Nationalgeographic.co.id—Gurun Sahara yang terletak di Benua Afrika kini dikenal sebagai kawasan yang sangat kering. Padahal, dulunya tempat ini pernah menjadi wilayah yang subur, bahkan sempat dihuni oleh dinosaurus.
Menurut studi baru, 100 juta tahun lalu, Sahara Barat merupakan tempat yang subur bagi kelompok predator besar. Alih-alih gurun, wilayah itu ditutupi oleh sistem sungai besar yang mengalir melalui Maroko dan Aljazair saat ini.
Anehnya, ahli paleontologi hanya menemukan sedikit fosil dinosaurus pemakan tumbuhan yang hidup di sebagian besar dunia saat itu. Banyak fosil yang mereka identifikasi adalah milik dinosaurus pemakan daging, reptil terbang yang disebut pterosaurus, dan nenek moyang buaya modern, dilansir laman Popular Science.
"Tempat ini bisa dibilang sebagai tempat paling berbahaya dalam sejarah planet Bumi karena menjadi rumah bagi begitu banyak jenis predator dalam berbagai bentuk dan ukuran," kata Nizar Ibrahim, seorang paleontolog di University of Detroit Mercy.
"Sungai raksasa ini tidak seperti ekosistem lainnya saat ini, dan faktanya juga cukup unik dibandingkan dengan ekosistem zaman dinosaurus lainnya."
Ibrahim dan rekan-rekannya telah mengamati secara menyeluruh penghuni dan geologi ekosistem ini. Sisa-sisa penghuni wilayah ini terawetkan dalam formasi batuan di Maroko timur yang dikenal sebagai Kelompok Kem Kem atau lapisan Kem Kem.
Laporan mereka, yang diterbitkan pada tanggal 21 April di jurnal ZooKeys, didasarkan pada temuan tim dari dua dekade ekspedisi ke daerah tersebut dan kunjungan ke koleksi fosil di museum-museum di seluruh dunia.
Daerah yang dijuluki Kelompok Kem Kem terdiri dari lapisan batuan sedimen yang tersingkap di lereng curam yang panjang dan berkelok-kelok di dekat perbatasan antara Maroko dan Aljazair. Fosil-fosil yang ditemukan di sini merupakan kumpulan yang beraneka ragam.

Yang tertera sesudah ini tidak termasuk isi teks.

/// Parses an SDP body.
///
/// `request_url` is the URL the `DESCRIBE` was sent to; `base_url` is the
/// base for relative control URLs (`Content-Base`, `Content-Location`, or the
/// request URL).
pub(crate) fn parse(sdp: &[u8], request_url: &Url, base_url: &Url) -> Result<Presentation, String> {
    let text = String::from_utf8_lossy(sdp);
    let mut session_control = None;
    let mut raw_medias: Vec<RawMedia> = Vec::new();
    let mut m_lines = 0;
    for (i, line) in text.lines().enumerate() {
        let line_no = i + 1;
        let line = line.trim_end_matches('\r');
        if line.trim().is_empty() {
            continue;
        }
        let (ty, value) = match line.split_once('=') {
            Some((t, v)) if t.len() == 1 => (t, v),
            _ => {
                warn!("Skipping malformed SDP line {}: {:?}", line_no, line);
                continue;
            }
        };
        match ty {
            "v" if value.trim() != "0" => {
                debug!("Unexpected SDP version {:?} on line {}", value, line_no);
            }
            "m" => {
                m_lines += 1;
                let mut parts = value.split_ascii_whitespace();
                match (parts.next(), parts.next(), parts.next()) {
                    (Some(media), Some(_port), Some(proto)) => {
                        let fmt = parts.collect::<Vec<_>>().join(" ");
                        raw_medias.push(RawMedia {
                            line_no,
                            media: media.to_owned(),
                            proto: proto.to_owned(),
                            fmt,
                            rtpmap: None,
                            fmtp: None,
                            control: None,
                        });
                    }
                    _ => {
                        warn!("Skipping malformed SDP m= line {}: {:?}", line_no, line);
                        // Attributes up to the next m= line belong to nothing.
                        raw_medias.push(RawMedia {
                            line_no,
                            media: String::new(),
                            proto: String::new(),
                            fmt: String::new(),
                            rtpmap: None,
                            fmtp: None,
                            control: None,
                        });
                    }
                }
            }
            "c" => {
                // c=<nettype> <addrtype> <connection-address>
                if value.split_ascii_whitespace().count() != 3 {
                    warn!("Skipping malformed SDP c= line {}: {:?}", line_no, line);
                }
            }
            "a" => {
                let (name, attr_value) = match value.split_once(':') {
                    Some((n, v)) => (n, Some(v.trim())),
                    None => (value, None),
                };
                match (raw_medias.last_mut(), name, attr_value) {
                    (None, "control", Some(v)) => session_control = Some(v.to_owned()),
                    (Some(m), "control", Some(v)) => m.control = Some(v.to_owned()),
                    (Some(m), "rtpmap", Some(v)) => {
                        // Only the first format is used, so keep only its rtpmap.
                        match v.split_once(' ') {
                            Some((pt, rest)) if pt == first_fmt(&m.fmt) => {
                                m.rtpmap = Some(rest.trim().to_owned())
                            }
                            Some(_) => {}
                            None => warn!("Skipping malformed SDP rtpmap on line {}", line_no),
                        }
                    }
                    (Some(m), "fmtp", Some(v)) => match v.split_once(' ') {
                        Some((pt, rest)) if pt == first_fmt(&m.fmt) => {
                            m.fmtp = Some(rest.trim().to_owned())
                        }
                        Some(_) => {}
                        None => warn!("Skipping malformed SDP fmtp on line {}", line_no),
                    },
                    (_, "control" | "rtpmap" | "fmtp", None) => {
                        warn!("Skipping SDP a={} with no value on line {}", name, line_no);
                    }
                    _ => {}
                }
            }
            _ => {}
        }
    }
    if m_lines == 0 {
        return Err("SDP has no media (m=) lines".to_owned());
    }

    let control = match session_control {
        Some(c) => join_control(base_url, &c)?,
        None => request_url.clone(),
    };
    let medias = raw_medias
        .iter()
        .filter(|m| !m.media.is_empty())
        .filter_map(|m| match parse_media(base_url, m) {
            Ok(d) => d,
            Err(e) => {
                warn!("Skipping SDP media on line {}: {}", m.line_no, e);
                None
            }
        })
        .collect();
    Ok(Presentation {
        base_url: base_url.clone(),
        control,
        medias,
    })
}

fn first_fmt(fmt: &str) -> &str {
    fmt.split_ascii_whitespace().next().unwrap_or("")
}

/// Interprets one media section. Returns `Ok(None)` for media types other
/// than audio and video.
fn parse_media(base_url: &Url, m: &RawMedia) -> Result<Option<MediaDescription>, String> {
    let media = match MediaType::from_sdp(&m.media) {
        Some(t) => t,
        None => {
            debug!("Ignoring {} media on line {}", &m.media, m.line_no);
            return Ok(None);
        }
    };

    // RFC 8866 section 5.14: with an RTP proto, the fmt sub-fields are RTP
    // payload types; the first is the default.
    if !m.proto.starts_with("RTP/") && !m.proto.contains("/RTP/") {
        return Err(format!("expected RTP-based proto, got {:?}", m.proto));
    }
    let pt_str = first_fmt(&m.fmt);
    let payload_type = pt_str
        .parse::<u8>()
        .ok()
        .filter(|pt| pt & 0x80 == 0)
        .ok_or_else(|| format!("invalid RTP payload type {:?}", pt_str))?;

    let (encoding_name, clock_rate, channels) = match &m.rtpmap {
        Some(rtpmap) => {
            // encoding-name "/" clock-rate [ "/" channels ]
            let mut parts = rtpmap.split('/');
            let encoding_name = parts.next().unwrap_or("");
            let clock_rate = parts
                .next()
                .and_then(|c| c.trim().parse::<u32>().ok())
                .ok_or_else(|| format!("bad clock rate in rtpmap {:?}", rtpmap))?;
            let channels = match parts.next() {
                Some(c) => Some(
                    c.trim()
                        .parse::<u16>()
                        .ok()
                        .and_then(NonZeroU16::new)
                        .ok_or_else(|| format!("bad channels in rtpmap {:?}", rtpmap))?,
                ),
                None => None,
            };
            (encoding_name.to_ascii_lowercase(), clock_rate, channels)
        }
        None => {
            let (encoding, static_media, clock_rate, channels) = STATIC_PAYLOAD_TYPES
                .get(usize::from(payload_type))
                .and_then(Option::as_ref)
                .ok_or_else(|| {
                    format!(
                        "expected rtpmap or assigned static payload type (got {})",
                        payload_type
                    )
                })?;
            if *static_media != media {
                return Err(format!(
                    "{} media can't use {} payload type {}",
                    media, static_media, payload_type
                ));
            }
            (
                (*encoding).to_owned(),
                *clock_rate,
                channels.and_then(NonZeroU16::new),
            )
        }
    };
    if clock_rate == 0 {
        return Err("clock rate 0".to_owned());
    }
    let control = m
        .control
        .as_deref()
        .map(|c| join_control(base_url, c))
        .transpose()?;
    Ok(Some(MediaDescription {
        media,
        payload_type,
        encoding_name,
        clock_rate,
        channels,
        fmtp: m.fmtp.clone(),
        control,
        transport_hint: m.proto.clone(),
    }))
}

Ibrahim mengatakan, "Anda bisa menemukan makhluk yang sangat kecil, amfibi kecil dan tanaman yang rapuh, hingga dinosaurus besar."
Beberapa fosil ini merupakan dinosaurus herbivora seperti sauropoda berleher panjang. Namun, makhluk ini tampaknya tidak seumum kerabat karnivora mereka, sebuah pola yang telah dicatat oleh para ahli paleontologi di berbagai lokasi di Afrika utara sejak tahun 1930-an.

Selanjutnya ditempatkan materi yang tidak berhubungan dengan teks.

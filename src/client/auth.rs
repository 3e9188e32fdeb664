// Copyright (C) 2021 rtspflow contributors
// SPDX-License-Identifier: MIT OR Apache-2.0

//! RTSP `Basic` and `Digest` authentication, as in
//! [RFC 2617](https://datatracker.ietf.org/doc/html/rfc2617).
//!
//! Digest is computed without `qop`: `MD5(HA1:nonce:HA2)`. Servers which
//! offer `qop=auth` are still answered this way, as RFC 2617 requires them
//! to accept RFC 2069-style responses.

use base64::{engine::general_purpose, Engine as _};
use log::debug;
use md5::{Digest, Md5};

/// Username and password for the RTSP server.
#[derive(Clone, PartialEq, Eq)]
pub struct Credentials {
    pub username: String,
    pub password: String,
}

impl std::fmt::Debug for Credentials {
    fn fmt(&self, f: &mut std::fmt::Formatter<'_>) -> std::fmt::Result {
        f.debug_struct("Credentials")
            .field("username", &self.username)
            .finish_non_exhaustive()
    }
}

/// A parsed `WWW-Authenticate` challenge.
#[derive(Clone, Debug, PartialEq, Eq)]
pub(crate) enum AuthScheme {
    Basic {
        realm: Option<String>,
    },
    Digest {
        realm: String,
        nonce: String,
        opaque: Option<String>,
    },
}

/// Parses a `WWW-Authenticate` header value.
///
/// When the server lists several challenges (some servers fold a `Basic`
/// and a `Digest` challenge into one header), `Digest` is preferred.
pub(crate) fn challenge(www_authenticate: &str) -> Result<AuthScheme, String> {
    let challenges = split_challenges(www_authenticate);
    if challenges.is_empty() {
        return Err("empty WWW-Authenticate header".to_owned());
    }
    let mut basic = None;
    for (scheme, params) in &challenges {
        if scheme.eq_ignore_ascii_case("digest") {
            let get = |k: &str| {
                params
                    .iter()
                    .find(|(pk, _)| pk.eq_ignore_ascii_case(k))
                    .map(|(_, v)| v.clone())
            };
            if let Some(algorithm) = get("algorithm") {
                if !algorithm.eq_ignore_ascii_case("md5") {
                    return Err(format!("unsupported Digest algorithm {:?}", algorithm));
                }
            }
            if let Some(qop) = get("qop") {
                debug!("ignoring Digest qop={:?}; answering without qop", qop);
            }
            let realm = get("realm").ok_or_else(|| "Digest challenge has no realm".to_owned())?;
            let nonce = get("nonce").ok_or_else(|| "Digest challenge has no nonce".to_owned())?;
            return Ok(AuthScheme::Digest {
                realm,
                nonce,
                opaque: get("opaque"),
            });
        } else if scheme.eq_ignore_ascii_case("basic") && basic.is_none() {
            basic = Some(AuthScheme::Basic {
                realm: params
                    .iter()
                    .find(|(k, _)| k.eq_ignore_ascii_case("realm"))
                    .map(|(_, v)| v.clone()),
            });
        }
    }
    basic.ok_or_else(|| {
        format!(
            "unsupported authentication scheme {:?}",
            challenges[0].0.as_str()
        )
    })
}

/// Computes the `Authorization` header value for one request.
pub(crate) fn credentials(
    scheme: &AuthScheme,
    method: &str,
    uri: &str,
    creds: &Credentials,
) -> String {
    match scheme {
        AuthScheme::Basic { .. } => {
            let raw = format!("{}:{}", creds.username, creds.password);
            format!("Basic {}", general_purpose::STANDARD.encode(raw))
        }
        AuthScheme::Digest {
            realm,
            nonce,
            opaque,
        } => {
            let response = digest_response(creds, realm, nonce, method, uri);
            let mut v = format!(
                "Digest username=\"{}\", realm=\"{}\", nonce=\"{}\", uri=\"{}\", response=\"{}\"",
                creds.username, realm, nonce, uri, response
            );
            if let Some(o) = opaque {
                v.push_str(&format!(", opaque=\"{}\"", o));
            }
            v
        }
    }
}

fn md5_hex(input: &str) -> String {
    let mut hasher = Md5::new();
    hasher.update(input.as_bytes());
    format!("{:x}", hasher.finalize())
}

fn digest_response(
    creds: &Credentials,
    realm: &str,
    nonce: &str,
    method: &str,
    uri: &str,
) -> String {
    let ha1 = md5_hex(&format!("{}:{}:{}", creds.username, realm, creds.password));
    let ha2 = md5_hex(&format!("{}:{}", method, uri));
    md5_hex(&format!("{}:{}:{}", ha1, nonce, ha2))
}

/// Splits a header into `(scheme, params)` pairs.
///
/// Params are comma-separated `key=value` or `key="quoted value"` items; an
/// item that doesn't look like a param starts a new challenge.
fn split_challenges(header: &str) -> Vec<(String, Vec<(String, String)>)> {
    let mut out: Vec<(String, Vec<(String, String)>)> = Vec::new();
    for item in split_items(header) {
        let item = item.trim();
        if item.is_empty() {
            continue;
        }
        // "Digest realm=..." starts a challenge; "realm=..." continues one.
        let (scheme, rest) = match item.split_once(|c: char| c.is_ascii_whitespace()) {
            Some((s, r)) if !s.contains('=') => (Some(s), r.trim_start()),
            _ if !item.contains('=') => (Some(item), ""),
            _ => (None, item),
        };
        if let Some(s) = scheme {
            out.push((s.to_owned(), Vec::new()));
        }
        if rest.is_empty() {
            continue;
        }
        let Some((_, params)) = out.last_mut() else {
            continue;
        };
        if let Some((k, v)) = rest.split_once('=') {
            let v = v.trim();
            let v = v
                .strip_prefix('"')
                .and_then(|v| v.strip_suffix('"'))
                .unwrap_or(v);
            params.push((k.trim().to_owned(), v.replace("\\\"", "\"")));
        }
    }
    out
}

/// Splits on commas outside quoted strings.
fn split_items(header: &str) -> Vec<&str> {
    let mut items = Vec::new();
    let mut in_quotes = false;
    let mut escaped = false;
    let mut start = 0;
    for (i, c) in header.char_indices() {
        match c {
            _ if escaped => escaped = false,
            '\\' if in_quotes => escaped = true,
            '"' => in_quotes = !in_quotes,
            ',' if !in_quotes => {
                items.push(&header[start..i]);
                start = i + 1;
            }
            _ => {}
        }
    }
    items.push(&header[start..]);
    items
}

#[cfg(test)]
mod tests {
    use super::*;
    use test_case::test_case;

    fn axis_creds() -> Credentials {
        Credentials {
            username: "admin".to_owned(),
            password: "admin12345".to_owned(),
        }
    }

    #[test]
    fn digest_known_vector() {
        let scheme = challenge(r#"Digest realm="AXIS_WS_ACCC8E3A0A8F", nonce="000057c3""#).unwrap();
        assert_eq!(
            scheme,
            AuthScheme::Digest {
                realm: "AXIS_WS_ACCC8E3A0A8F".to_owned(),
                nonce: "000057c3".to_owned(),
                opaque: None,
            }
        );
        let creds = axis_creds();
        assert_eq!(
            md5_hex("admin:AXIS_WS_ACCC8E3A0A8F:admin12345"),
            "75502e61a6f5f950b275812704ee7c82"
        );
        assert_eq!(
            md5_hex("DESCRIBE:rtsp://host/stream"),
            "97452694f91963d4b76ffc811da1a06b"
        );
        let header = credentials(&scheme, "DESCRIBE", "rtsp://host/stream", &creds);
        assert_eq!(
            header,
            "Digest username=\"admin\", realm=\"AXIS_WS_ACCC8E3A0A8F\", nonce=\"000057c3\", \
             uri=\"rtsp://host/stream\", response=\"7e02f82354e97ca89847c4e2644ec34d\""
        );

        // Deterministic.
        assert_eq!(
            header,
            credentials(&scheme, "DESCRIBE", "rtsp://host/stream", &creds)
        );
    }

    #[test]
    fn basic() {
        let scheme = challenge(r#"Basic realm="cam""#).unwrap();
        assert_eq!(
            scheme,
            AuthScheme::Basic {
                realm: Some("cam".to_owned())
            }
        );
        assert_eq!(
            credentials(&scheme, "OPTIONS", "rtsp://host/", &axis_creds()),
            "Basic YWRtaW46YWRtaW4xMjM0NQ=="
        );
    }

    #[test]
    fn prefers_digest() {
        let scheme = challenge(
            r#"Basic realm="x", Digest realm="y, with comma", nonce="abc", opaque="op", qop="auth""#,
        )
        .unwrap();
        assert_eq!(
            scheme,
            AuthScheme::Digest {
                realm: "y, with comma".to_owned(),
                nonce: "abc".to_owned(),
                opaque: Some("op".to_owned()),
            }
        );
        let header = credentials(&scheme, "SETUP", "rtsp://h/s", &axis_creds());
        assert!(header.ends_with(", opaque=\"op\""), "{}", header);
    }

    #[test_case("Bearer token=abc" ; "bearer")]
    #[test_case("NTLM" ; "bare scheme")]
    #[test_case("" ; "empty")]
    #[test_case(r#"Digest realm="r", nonce="n", algorithm=SHA-256"# ; "sha256")]
    #[test_case(r#"Digest realm="r""# ; "no nonce")]
    fn unsupported(header: &str) {
        challenge(header).unwrap_err();
    }

    #[test]
    fn case_insensitive_scheme() {
        assert!(matches!(
            challenge(r#"DIGEST realm="r", nonce="n""#).unwrap(),
            AuthScheme::Digest { .. }
        ));
        assert!(matches!(
            challenge("basic").unwrap(),
            AuthScheme::Basic { realm: None }
        ));
    }
}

Binatang buas yang menakutkan ini mencakup setidaknya empat dinosaurus predator besar. Satu termasuk dalam kelompok yang disebut abelisaurid, moncongnya yang pendek dan gigi yang relatif kecil menunjukkan bahwa ia mungkin adalah pemakan bangkai.
Baca Juga: Benarkah Rahasia Dinosaurus Pertama Justru Terletak di Dekat Garis Khatulistiwa?
Ahli paleontologi juga telah menemukan fosil dari Spinosaurus dengan moncong sempit dan gigi yang khusus untuk menusuk dan menjerat ikan, raptor berkaki cepat sepanjang sekitar 8 meter, dan pemburu besar dengan gigi bergerigi yang menyerupai pisau steak yang dikenal sebagai Carcharodontosaurus saharicus yang hampir seukuran T-rex.
Sementara itu, pterosaurus dengan lebar sayap antara 4 dan 6 meter terbang tinggi di atas kepala dan hiu serta makhluk mirip buaya sepanjang bus sekolah berkeliaran di perairan.
"Jika Anda datang ke tempat ini sebagai manusia, ada begitu banyak cara berbeda yang bisa membuat Anda mati," kata Ibrahim. "Anda tidak akan aman di mana pun."
Dengan memeriksa berbagai macam fosil dari lingkungan yang mengerikan ini, Ibrahim dan timnya berharap untuk lebih memahami bagaimana para predator hidup berdampingan dan apa yang mereka makan.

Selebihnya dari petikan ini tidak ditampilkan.